Le premier épisode de cette intrigante mouture, qui opposera les entraîneurs B.J. Penn et Frankie Edgar, sera diffusé mercredi soir immédiatement après la conclusion du gala québécois.

« Je vais donc être le premier à me battre deux fois dans la même soirée! », s'exclamait Taleb, qui était d'une humeur à tout casser à son arrivée dans la capitale fondée par ses ancêtres.

« Comme on dit, 'the sky is the limit', enfile-t-il dans son accent métissé. Quand on veut quelque chose très fort et qu'on travaille tout aussi fort, on finit par l'obtenir. On me pose beaucoup de questions sur ce qui m'est arrivé. Bientôt, tout le monde aura sa réponse. »

Le bec cloué avec le marteau de la confidentialité, Taleb se contente de dévoiler qu'il a offert deux bonnes performances lors de sa deuxième expérience télévisuelle. Sa présence à Québec, avant même la diffusion de ses exploits, laisse toutefois sous-entendre qu'il n'est pas plus parvenu à atteindre l'étape finale.

« Je suis ici avec un contrat du UFC, alors je ne crois pas que ce soit une mauvaise nouvelle », rétorque-t-il en riant.

Une dette envers Estephan

En 2011, alors que sa carrière n'allait nulle part, Taleb est tombé dans l'oeil de l'homme d'affaires montréalais Camille Estephan. Figure bien connue du milieu de la boxe, le président d'Eye Of The Tiger Management, qui gère notamment les carrières de David Lemieux, Antonin Décarie, Bermane Stiverne et Dierry Jean, a fait une place à un premier combattant d'arts martiaux mixtes dans son écurie.

Peu de temps après le début de leur union, Estephan a trouvé un premier combat d'envergure à son nouveau poulain. Taleb est allé battre le vétéran du UFC Pete Sell au New Jersey dans un combat de championnat de l'organisation Ring of Combat.

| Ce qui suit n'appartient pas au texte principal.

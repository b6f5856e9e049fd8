//! Phred+33 quality decoding and per-read aggregation.
use crate::cli::args::QualityMetric;
use crate::config::defs::PHRED_OFFSET;


/// Per-base score for one quality character. Characters below the offset
/// decode to negative scores rather than being rejected.
pub fn phred_score(ascii: u8) -> i32 {
    ascii as i32 - PHRED_OFFSET as i32
}

/// Arithmetic mean of the per-base Phred scores. 0.0 for an empty string.
pub fn mean_quality(quality: &[u8]) -> f64 {
    if quality.is_empty() {
        return 0.0;
    }
    let sum: i64 = quality.iter().map(|&q| phred_score(q) as i64).sum();
    sum as f64 / quality.len() as f64
}

/// Median of the per-base Phred scores; the mean of the middle pair for even lengths.
pub fn median_quality(quality: &[u8]) -> f64 {
    if quality.is_empty() {
        return 0.0;
    }
    let mut scores: Vec<i32> = quality.iter().map(|&q| phred_score(q)).collect();
    scores.sort_unstable();
    let mid = scores.len() / 2;
    if scores.len() % 2 == 0 {
        (scores[mid - 1] + scores[mid]) as f64 / 2.0
    } else {
        scores[mid] as f64
    }
}

/// Phred value of the mean per-base error probability, -10 * log10(mean(10^(-Q/10))).
/// Lower than the arithmetic mean whenever scores vary, since a few bad bases dominate.
pub fn error_corrected_quality(quality: &[u8]) -> f64 {
    if quality.is_empty() {
        return 0.0;
    }
    let total_error: f64 = quality
        .iter()
        .map(|&q| 10f64.powf(phred_score(q) as f64 / -10.0))
        .sum();
    let mean_error = total_error / quality.len() as f64;
    -10.0 * mean_error.log10()
}

pub fn read_quality(quality: &[u8], metric: &QualityMetric) -> f64 {
    match metric {
        QualityMetric::Mean => mean_quality(quality),
        QualityMetric::Median => median_quality(quality),
        QualityMetric::ErrorCorrected => error_corrected_quality(quality),
    }
}


#[cfg(test)]
mod tests {
    use super::*;

    #[test]
    fn test_mean_quality() {
        assert_eq!(mean_quality(b""), 0.0);
        assert_eq!(mean_quality(b"!"), 0.0);
        assert_eq!(mean_quality(b"I"), 40.0);
        assert_eq!(mean_quality(b"!I"), 20.0);
        assert_eq!(mean_quality(b"+++"), 10.0);
    }

    #[test]
    fn test_median_quality() {
        assert_eq!(median_quality(b""), 0.0);
        assert_eq!(median_quality(b"!+I"), 10.0);
        assert_eq!(median_quality(b"!+5I"), 15.0);
    }

    #[test]
    fn test_error_corrected_quality() {
        assert_eq!(error_corrected_quality(b""), 0.0);
        assert!((error_corrected_quality(b"IIII") - 40.0).abs() < 1e-9);
        // Q0 and Q40: mean error ~0.50005, far below the arithmetic mean of 20
        let q = error_corrected_quality(b"!I");
        assert!((q - 3.0099).abs() < 1e-3, "got {}", q);
    }

    #[test]
    fn test_read_quality_dispatch() {
        assert_eq!(read_quality(b"!+I", &QualityMetric::Mean), mean_quality(b"!+I"));
        assert_eq!(read_quality(b"!+I", &QualityMetric::Median), 10.0);
    }
}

La victoire a donné au gérant des arguments pour aller cogner aux portes de Bellator, qui a ouvert ses portes à Taleb pour trois combats.

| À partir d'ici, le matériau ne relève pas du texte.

//! notruf-signaling – WebSocket Presence- und Signaling-Layer
//!
//! Dieser Crate implementiert den Echtzeit-Teil der Notruf-Leitstelle:
//! wer ist ueber welche Verbindung erreichbar und wo steht er, sowie die
//! Weiterleitung von WebRTC-Signaling-Nachrichten zwischen zwei Verbindungen.
//! Medienstroeme laufen nie ueber den Server.
//!
//! ## Architektur
//!
//! ```text
//! WebSocket Listener (SignalingServer, axum)
//!     |
//!     v
//! ClientConnection (pro Verbindung ein Task)
//!     |  Upgrade -> `me` -> Ereignisschleife -> Cleanup
//!     |
//!     v
//! MessageDispatcher
//!     |
//!     +-- PresenceHandler (join, location-update, Verbindungsende)
//!     +-- CallHandler     (callToUser, answeredCall, call-ended, reject-call)
//!
//! PresenceRegistry – User-ID -> Handle, Name, Position
//! EventBroadcaster – Ereignisse an eine, alle oder alle anderen Verbindungen
//! CallSessions     – Offene Anrufe (nur bei `strikte_anrufe`)
//! ```

pub mod broadcast;
pub mod call_session;
pub mod connection;
pub mod dispatcher;
pub mod error;
pub mod handlers;
pub mod presence;
pub mod server_state;
pub mod ws;

// Bequeme Re-Exporte
pub use broadcast::EventBroadcaster;
pub use call_session::CallSessions;
pub use connection::ClientConnection;
pub use dispatcher::{DispatcherContext, MessageDispatcher};
pub use error::{SignalingError, SignalingResult};
pub use presence::PresenceRegistry;
pub use server_state::{SignalingConfig, SignalingState};
pub use ws::{signaling_router, SignalingServer, STANDARD_WS_PFAD};
//! Health-Check-Endpunkt fuer Notruf
//!
//! Endpoint: `GET /health`
//! Response: JSON mit Status, Version, Uptime und aktueller Auslastung

use axum::{extract::State, http::StatusCode, response::IntoResponse, routing::get, Json, Router};
use serde::{Deserialize, Serialize};
use std::sync::Arc;
use std::time::Instant;

use crate::metrics::NotrufMetrics;

/// Status des Health-Checks
#[derive(Debug, Clone, Serialize, Deserialize, PartialEq)]
#[serde(rename_all = "lowercase")]
pub enum HealthStatus {
    Healthy,
    /// Verbindungslimit erreicht, neue Clients werden abgewiesen
    Degraded,
}

/// Antwort des Health-Check-Endpunkts
#[derive(Debug, Clone, Serialize, Deserialize)]
pub struct HealthResponse {
    pub status: HealthStatus,
    pub version: String,
    pub uptime_seconds: u64,
    pub connections: i64,
    pub online_users: i64,
}

/// Geteilter Zustand fuer den Health-Check-Handler
#[derive(Clone)]
pub struct HealthState {
    pub start_time: Arc<Instant>,
    pub metriken: NotrufMetrics,
    pub max_verbindungen: usize,
}

impl HealthState {
    pub fn neu(metriken: NotrufMetrics, max_verbindungen: usize) -> Self {
        Self {
            start_time: Arc::new(Instant::now()),
            metriken,
            max_verbindungen,
        }
    }

    pub fn uptime_seconds(&self) -> u64 {
        self.start_time.elapsed().as_secs()
    }

    /// Erstellt die aktuelle Health-Antwort
    pub fn bericht(&self) -> HealthResponse {
        let connections = self.metriken.connected_clients.get();
        let status = if connections >= self.max_verbindungen as i64 {
            HealthStatus::Degraded
        } else {
            HealthStatus::Healthy
        };

        HealthResponse {
            status,
            version: env!("CARGO_PKG_VERSION").to_string(),
            uptime_seconds: self.uptime_seconds(),
            connections,
            online_users: self.metriken.online_users.get(),
        }
    }
}

/// Axum-Router fuer den `/health`-Endpunkt
pub fn health_router(state: HealthState) -> Router {
    Router::new()
        .route("/health", get(health_handler))
        .with_state(state)
}

/// `GET /health` – gibt den Serverstatus zurueck
///
/// Auch `degraded` antwortet mit 200, damit Probes den Prozess nicht neu starten.
async fn health_handler(State(state): State<HealthState>) -> impl IntoResponse {
    (StatusCode::OK, Json(state.bericht()))
}

#[cfg(test)]
mod tests {
    use super::*;
    use axum::body::Body;
    use axum::http::Request;
    use tower::ServiceExt;

    #[test]
    fn bericht_gesund_unter_limit() {
        let metriken = NotrufMetrics::neu().unwrap();
        metriken.connected_clients.set(2);
        metriken.online_users.set(1);
        let state = HealthState::neu(metriken, 10);

        let bericht = state.bericht();
        assert_eq!(bericht.status, HealthStatus::Healthy);
        assert_eq!(bericht.connections, 2);
        assert_eq!(bericht.online_users, 1);
        assert!(bericht.uptime_seconds < 5);
    }

    #[test]
    fn bericht_degraded_am_limit() {
        let metriken = NotrufMetrics::neu().unwrap();
        metriken.connected_clients.set(10);
        let state = HealthState::neu(metriken, 10);
        assert_eq!(state.bericht().status, HealthStatus::Degraded);
    }

    #[test]
    fn health_response_serialisierung() {
        let response = HealthResponse {
            status: HealthStatus::Healthy,
            version: "0.1.0".to_string(),
            uptime_seconds: 3600,
            connections: 4,
            online_users: 3,
        };

        let json = serde_json::to_string(&response).unwrap();
        assert!(json.contains("\"status\":\"healthy\""));
        assert!(json.contains("\"uptime_seconds\":3600"));
        assert!(json.contains("\"online_users\":3"));
    }

    #[tokio::test]
    async fn health_endpunkt_antwortet() {
        let state = HealthState::neu(NotrufMetrics::neu().unwrap(), 10);
        let antwort = health_router(state)
            .oneshot(Request::get("/health").body(Body::empty()).unwrap())
            .await
            .unwrap();
        assert_eq!(antwort.status(), StatusCode::OK);
    }
}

« Camille m'a bien fait avancer, j'ai des souvenirs très chaleureux de notre association, relate Taleb, reconnaissant. Il a fallu qu'il se réinvente pour moi. Négocier pour le MMA et la boxe, c'est complètement différent et éventuellement, il m'a fait comprendre qu'il n'était pas très à l'aise dans ce monde. Mais il m'a promis qu'il serait toujours là pour moi. »

Le membre de la talentueuse équipe du gym Tristar a connu sa part de succès au Bellator. En remportant ses deux premiers combats dans un intervalle d'un mois, il a mérité une invitation pour un important tournoi de mi-moyens, mais s'est incliné dès la première ronde face à l'expérimenté Marius Zaromskis.

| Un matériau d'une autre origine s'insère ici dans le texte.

//! Client-Connection – Verwaltet eine einzelne WebSocket-Verbindung
//!
//! Jede WebSocket-Verbindung bekommt eine `ClientConnection` in einem eigenen
//! tokio-Task.
//!
//! ## Lebenszyklus
//! ```text
//! Upgrade -> Registrieren -> `me` senden -> Ereignisschleife -> Cleanup
//! ```
//!
//! ## Keepalive
//! - Server sendet alle `keepalive_sek` einen WebSocket-Ping
//! - Pongs beantwortet der Client-Stack selbst; es gibt keinen Timeout,
//!   die Verbindung endet erst mit Close, Lesefehler oder Shutdown

use axum::extract::ws::{CloseFrame, Message, WebSocket};
use futures_util::{SinkExt, StreamExt};
use notruf_core::types::VerbindungsId;
use notruf_protocol::events::ServerEreignis;
use std::net::SocketAddr;
use std::sync::Arc;
use std::time::Duration;

use crate::dispatcher::{DispatcherContext, MessageDispatcher};
use crate::server_state::SignalingState;

/// Close-Code "Going Away" (RFC 6455)
const CLOSE_GOING_AWAY: u16 = 1001;

/// Verarbeitet eine einzelne WebSocket-Verbindung
///
/// Liest Text-Frames, dispatcht an `MessageDispatcher` und schreibt
/// Antworten sowie Ereignisse aus der Send-Queue zurueck.
pub struct ClientConnection {
    state: Arc<SignalingState>,
    verbindung: VerbindungsId,
    peer_addr: Option<SocketAddr>,
}

impl ClientConnection {
    /// Erstellt eine neue ClientConnection mit frischem Handle
    pub fn neu(state: Arc<SignalingState>, peer_addr: Option<SocketAddr>) -> Self {
        Self {
            state,
            verbindung: VerbindungsId::new(),
            peer_addr,
        }
    }

    /// Startet die Verbindungs-Verarbeitungsschleife
    ///
    /// Laeuft bis der Client trennt oder ein Shutdown-Signal eingeht.
    /// Der Cleanup laeuft in jedem Fall genau einmal.
    pub async fn verarbeiten(
        self,
        socket: WebSocket,
        mut shutdown_rx: tokio::sync::watch::Receiver<bool>,
    ) {
        let verbindung = self.verbindung;
        let keepalive_aktiv = self.state.config.keepalive_sek > 0;
        let mut ping_intervall =
            tokio::time::interval(Duration::from_secs(self.state.config.keepalive_sek.max(1)));
        // Erster Tick kommt sofort
        ping_intervall.tick().await;

        tracing::info!(verbindung = %verbindung, peer = ?self.peer_addr, "Neue Verbindung");

        // Vor `me` registrieren, damit kein Broadcast verloren geht
        let mut sende_rx = self.state.broadcaster.client_registrieren(verbindung);
        self.state
            .metriken
            .connected_clients
            .set(self.state.broadcaster.client_anzahl() as i64);

        let (mut ws_tx, mut ws_rx) = socket.split();
        let dispatcher = MessageDispatcher::neu(Arc::clone(&self.state));
        let ctx = DispatcherContext::neu(verbindung, self.peer_addr);

        let begruesst = match frame_erstellen(&ServerEreignis::Me(verbindung)) {
            Some(frame) => ws_tx.send(frame).await.is_ok(),
            None => false,
        };

        if begruesst {
            loop {
                tokio::select! {
                    // Eingehender Frame vom Client
                    frame = ws_rx.next() => {
                        match frame {
                            Some(Ok(Message::Text(text))) => {
                                if let Some(antwort) = dispatcher.dispatch_text(&text, &ctx) {
                                    if !self.state.broadcaster
                                        .an_verbindung_senden(&verbindung, antwort)
                                        .ist_erfolgreich()
                                    {
                                        tracing::debug!(verbindung = %verbindung, "Direkte Antwort verworfen");
                                    }
                                }
                            }
                            Some(Ok(Message::Binary(_))) => {
                                tracing::debug!(verbindung = %verbindung, "Binaer-Frame ignoriert");
                                self.state.metriken.ereignis_verworfen("binary");
                            }
                            Some(Ok(Message::Close(_))) | None => {
                                tracing::info!(verbindung = %verbindung, "Verbindung vom Client getrennt");
                                break;
                            }
                            // Ping/Pong beantwortet axum selbst
                            Some(Ok(_)) => {}
                            Some(Err(e)) => {
                                tracing::warn!(verbindung = %verbindung, fehler = %e, "WebSocket-Lesefehler");
                                break;
                            }
                        }
                    }

                    // Ausgehendes Ereignis aus der Send-Queue
                    ausgehend = sende_rx.recv() => {
                        let Some(ereignis) = ausgehend else { break };
                        let Some(frame) = frame_erstellen(&ereignis) else { continue };
                        if let Err(e) = ws_tx.send(frame).await {
                            tracing::warn!(verbindung = %verbindung, fehler = %e, "Senden fehlgeschlagen");
                            break;
                        }
                    }

                    // Keepalive-Ping
                    _ = ping_intervall.tick(), if keepalive_aktiv => {
                        if let Err(e) = ws_tx.send(Message::Ping(Vec::new())).await {
                            tracing::warn!(verbindung = %verbindung, fehler = %e, "Ping-Senden fehlgeschlagen");
                            break;
                        }
                        tracing::trace!(verbindung = %verbindung, "Ping gesendet");
                    }

                    // Shutdown-Signal
                    Ok(()) = shutdown_rx.changed() => {
                        if *shutdown_rx.borrow() {
                            tracing::info!(verbindung = %verbindung, "Shutdown-Signal – Verbindung wird getrennt");
                            let abschied = Message::Close(Some(CloseFrame {
                                code: CLOSE_GOING_AWAY,
                                reason: "Server wird heruntergefahren".into(),
                            }));
                            let _ = ws_tx.send(abschied).await;
                            break;
                        }
                    }
                }
            }
        } else {
            tracing::warn!(verbindung = %verbindung, "Begruessung konnte nicht gesendet werden");
        }

        // Cleanup beim Verbindungsende
        drop(sende_rx);
        dispatcher.client_cleanup(&verbindung);

        tracing::info!(verbindung = %verbindung, "Verbindungs-Task beendet");
    }
}

/// Serialisiert ein Ereignis als Text-Frame
fn frame_erstellen(ereignis: &ServerEreignis) -> Option<Message> {
    match ereignis.to_json() {
        Ok(json) => Some(Message::Text(json)),
        Err(e) => {
            tracing::error!(event = ereignis.name(), fehler = %e, "Serialisierung fehlgeschlagen");
            None
        }
    }
}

« Quand j'ai joint Bellator, j'avais déjà 30 ans et c'était la galère pour me trouver des combats. C'était une organisation de qualité pour moi, c'était bien, mais quand j'en parlais aux gens, ils étaient déçus que je ne sois pas au UFC. Alors un jour je me suis assis et je me suis posé la question. 'Est-ce que c'est vrai? Est-ce que ce n'est pas assez?' »

Un courriel de Joe Silva

Âgé de 32 ans, Taleb croyait que tout était fini après sa défaite surprise contre Manawaroa. Il était prêt à accrocher les gants, résigné et somme toute heureux d'avoir tout donné pour tenter de réaliser son rêve. La vie, se disait-il, avait sûrement d'autres plans pour lui.

L'hiver n'en finissait plus de sévir lorsque son coeur a été réchauffé par un rayon de soleil inattendu. Dans sa boîte aux lettres virtuelle, un bon matin, un message de Joe Silva, l'architecte des nombreuses cartes du UFC. Ça ne pouvait vouloir dire qu'une chose.

« Je sais que ces gens-là n'ont pas de temps à perdre, je sais comment le business fonctionne. Dès que j'ai vu le titre du mail, j'ai compris qu'ils me voulaient. »

« Mon estomac s'est serré et je n'ai même pas pu finir mon déjeuner. Je n'en croyais pas mes yeux. »

Mercredi, Taleb (8-2) affrontera Vik Grujic (6-2), un porte-couleur de l'Australie qu'il a appris à connaître dans la maison des Laurentides qui a accueilli les représentants des deux nations cet hiver. Le sympathique cousin croit qu'il jouera son « avenir sportif » avec ce combat, mais ne lui parlez pas de pression.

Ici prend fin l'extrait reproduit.